By bringing 'Snow Flower and the Secret Fan' into modern times, director Wayne Wang ruins the story

Lisa See's 2005 novel, Snow Flower and the Secret Fan, is a work of historical fiction, a journey through the 19th century featuring two friends from different social castes. They are bound together by laotong, a kind of personal contract that is more powerful than the vows of the arranged marriages each will take years later.

The film of the same name covers that territory, but adds a new twist that will unnerve some viewers: Instead of focusing on the relationship between the two friends, Lily and Snow Flower, director Wayne Wang also presents contemporary versions of the characters: longtime friends Nina (Li Bingbing) and Sophia (Gianna Jun).

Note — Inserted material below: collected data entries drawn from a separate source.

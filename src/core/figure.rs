//! The two sides of the game.
//!
//! `Figure` doubles as the turn marker: the side whose figure moves next.
//! Saved games record it as a single character, `F` or `H`.

use serde::{Deserialize, Serialize};

/// Symbol for a hound figure.
pub const HOUND_FIELD: char = 'H';
/// Symbol for the fox figure.
pub const FOX_FIELD: char = 'F';

/// One side of the board.
#[derive(Clone, Copy, Debug, Default, PartialEq, Eq, Hash, Serialize, Deserialize)]
pub enum Figure {
    /// The single evading piece. Every game starts with the Fox to move.
    #[default]
    Fox,
    /// The pursuing pieces, moved one at a time.
    Hound,
}

impl Figure {
    /// The side that moves after this one.
    #[must_use]
    pub const fn other(self) -> Self {
        match self {
            Figure::Fox => Figure::Hound,
            Figure::Hound => Figure::Fox,
        }
    }

    /// Board and save-file symbol.
    #[must_use]
    pub const fn marker(self) -> char {
        match self {
            Figure::Fox => FOX_FIELD,
            Figure::Hound => HOUND_FIELD,
        }
    }

    /// Parse a board or save-file symbol.
    #[must_use]
    pub const fn from_marker(marker: char) -> Option<Self> {
        match marker {
            FOX_FIELD => Some(Figure::Fox),
            HOUND_FIELD => Some(Figure::Hound),
            _ => None,
        }
    }

    /// Name used in prompts ("Fox to move", "Hounds to move").
    #[must_use]
    pub const fn side_name(self) -> &'static str {
        match self {
            Figure::Fox => "Fox",
            Figure::Hound => "Hounds",
        }
    }
}

impl std::fmt::Display for Figure {
    fn fmt(&self, f: &mut std::fmt::Formatter<'_>) -> std::fmt::Result {
        f.write_str(self.side_name())
    }
}

#[cfg(test)]
mod tests {
    use super::*;

    #[test]
    fn test_other_alternates() {
        assert_eq!(Figure::Fox.other(), Figure::Hound);
        assert_eq!(Figure::Hound.other(), Figure::Fox);
        assert_eq!(Figure::Fox.other().other(), Figure::Fox);
    }

    #[test]
    fn test_markers() {
        assert_eq!(Figure::Fox.marker(), 'F');
        assert_eq!(Figure::Hound.marker(), 'H');
        assert_eq!(Figure::from_marker('F'), Some(Figure::Fox));
        assert_eq!(Figure::from_marker('H'), Some(Figure::Hound));
        assert_eq!(Figure::from_marker('#'), None);
        assert_eq!(Figure::from_marker('f'), None);
    }

    #[test]
    fn test_default_is_fox() {
        assert_eq!(Figure::default(), Figure::Fox);
        assert_eq!(format!("{}", Figure::Hound), "Hounds");
    }
}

While it is admittedly interesting to see a more-capitalistic, westernized Shanghai as a counterpoint to the traditions of the 200-year-old subplot, it is no more interesting than it would be to see those same 19th-century traditions presented in more detail. Wang shoots right down the middle, which doesn't help either story.

The modern story begins in the mid-1990s, when Nina and Sophia first learn of the laotong relationship, and agree to their own. In essence, it's a bond of sisterhood that is intended to survive virtually everything. Slowly, however, Nina and Sophia begin to drift apart once they become adults. Nina is expected to move to New York for business, and Sophia and her boyfriend (a derailing Hollywood cameo) are heading to Australia.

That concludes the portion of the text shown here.